Speak Out at Tonight’s CB1 Meeting: Bikes Belong on Bedford

The removal of the Bedford Avenue bike lane in South Williamsburg this morning proceeded without any public input. Although the thermoplast has already been stripped away, the cause of safer streets will be better off if New Yorkers who ride this bike lane speak out strongly in response. It’s important, if you can make it, to enter your opinion into the public record at tonight’s meeting of Brooklyn Community Board 1.

CB1 transportation committee chair Teresa Toro tells us that there should be a full house at tonight’s meeting, with a big crowd expected to protest a new waterfront development planned for South Williamsburg. So come early and bring snacks and some water. You may have to wait a while to speak, but hang in there, because the people who’ll be up in arms about the "Rose Plaza" development are by and large the same constituents who complained so loudly about the Bedford Avenue lane. Call me naive, but I think something productive might come out of everyone getting together in the same place.

You must sign in by 6:15 to speak at the public session tonight, and getting there by 6:00 or sooner is highly recommended. Head to the Swinging 60s Senior Center at 211 Ainslie Street, by the corner of Manhattan Avenue.

  • Did CB 1 have the opportunity vote for or against this stretch of the Bedford Ave. bike lane at the time it was first installed? If so, how did it vote?

  • Maybe you can get Bill Thompson to show up. I hear he’s in favor of the community getting proper input over every change that happens to their streets.

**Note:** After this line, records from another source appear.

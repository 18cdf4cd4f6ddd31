use chrono::{DateTime, NaiveDate, Utc};
use serde::{Deserialize, Serialize};
use uuid::Uuid;

#[derive(Debug, Clone, Copy, PartialEq, Eq, PartialOrd, Ord, Hash, Serialize, Deserialize)]
#[serde(rename_all = "camelCase")]
pub enum LoanType {
    Home,
    Car,
    Personal,
    Education,
    Gold,
    Business,
    CreditCard,
    Other,
}

impl LoanType {
    pub const ALL: [LoanType; 8] = [
        LoanType::Home,
        LoanType::Car,
        LoanType::Personal,
        LoanType::Education,
        LoanType::Gold,
        LoanType::Business,
        LoanType::CreditCard,
        LoanType::Other,
    ];
}

impl std::fmt::Display for LoanType {
    fn fmt(&self, f: &mut std::fmt::Formatter<'_>) -> std::fmt::Result {
        let label = match self {
            LoanType::Home => "Home Loan",
            LoanType::Car => "Car Loan",
            LoanType::Personal => "Personal Loan",
            LoanType::Education => "Education Loan",
            LoanType::Gold => "Gold Loan",
            LoanType::Business => "Business Loan",
            LoanType::CreditCard => "Credit Card",
            LoanType::Other => "Other",
        };
        write!(f, "{label}")
    }
}

#[derive(Debug, Clone, PartialEq, Serialize, Deserialize)]
#[serde(rename_all = "camelCase")]
pub struct LoanInput {
    pub name: String,
    #[serde(rename = "type")]
    pub loan_type: LoanType,
    pub principal_amount: f64,
    pub outstanding_amount: f64,
    /// Annual rate in percent.
    pub interest_rate: f64,
    /// Monthly installment. Derived from principal, rate and tenure when absent.
    #[serde(default)]
    pub emi: Option<f64>,
    pub tenure_months: u32,
    #[serde(default)]
    pub lender: Option<String>,
    pub start_date: NaiveDate,
    #[serde(default)]
    pub end_date: Option<NaiveDate>,
    #[serde(default)]
    pub notes: String,
}

impl LoanInput {
    pub fn new(
        name: impl Into<String>,
        loan_type: LoanType,
        principal_amount: f64,
        interest_rate: f64,
        tenure_months: u32,
        start_date: NaiveDate,
    ) -> Self {
        Self {
            name: name.into(),
            loan_type,
            principal_amount,
            outstanding_amount: principal_amount,
            interest_rate,
            emi: None,
            tenure_months,
            lender: None,
            start_date,
            end_date: None,
            notes: String::new(),
        }
    }

    pub fn with_outstanding(mut self, outstanding: f64) -> Self {
        self.outstanding_amount = outstanding;
        self
    }

    pub fn with_emi(mut self, emi: f64) -> Self {
        self.emi = Some(emi);
        self
    }
}

#[derive(Debug, Clone, PartialEq, Serialize, Deserialize)]
#[serde(rename_all = "camelCase")]
pub struct Loan {
    pub id: Uuid,
    pub name: String,
    #[serde(rename = "type")]
    pub loan_type: LoanType,
    pub principal_amount: f64,
    pub outstanding_amount: f64,
    pub interest_rate: f64,
    pub emi: f64,
    pub tenure_months: u32,
    #[serde(default)]
    pub lender: Option<String>,
    pub start_date: NaiveDate,
    #[serde(default)]
    pub end_date: Option<NaiveDate>,
    #[serde(default)]
    pub notes: String,
    pub created_at: DateTime<Utc>,
    pub updated_at: DateTime<Utc>,
}

impl Loan {
    /// `emi` must already be resolved; see `PortfolioService::add_loan`.
    pub fn from_input(input: LoanInput, emi: f64, now: DateTime<Utc>) -> Self {
        Self {
            id: Uuid::new_v4(),
            name: input.name,
            loan_type: input.loan_type,
            principal_amount: input.principal_amount,
            outstanding_amount: input.outstanding_amount,
            interest_rate: input.interest_rate,
            emi,
            tenure_months: input.tenure_months,
            lender: input.lender,
            start_date: input.start_date,
            end_date: input.end_date,
            notes: input.notes,
            created_at: now,
            updated_at: now,
        }
    }

    pub fn apply(&mut self, input: LoanInput, emi: f64, now: DateTime<Utc>) {
        self.name = input.name;
        self.loan_type = input.loan_type;
        self.principal_amount = input.principal_amount;
        self.outstanding_amount = input.outstanding_amount;
        self.interest_rate = input.interest_rate;
        self.emi = emi;
        self.tenure_months = input.tenure_months;
        self.lender = input.lender;
        self.start_date = input.start_date;
        self.end_date = input.end_date;
        self.notes = input.notes;
        self.updated_at = now;
    }
}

  • to answer the first commenter’s question, cb1 did not have an opportunity to vote on the bedford ave bike lane — neither its installation or its removal. similarly — aside from a vote which took place some significant time before the kent ave bike lane was put in place (and which only lent the cb’s support to the concept of the brooklyn waterfront greenway) — the actual installation of and subsequent alterations to the kent ave bike lane were nyc dot’s call, pulled off without specific input from the cb. critics from all sides complained about the kent ave actions’ lack of community input. seems like, for better or worse, the dot can pretty much make whatever alterations to street markings and traffic patterns that it likes.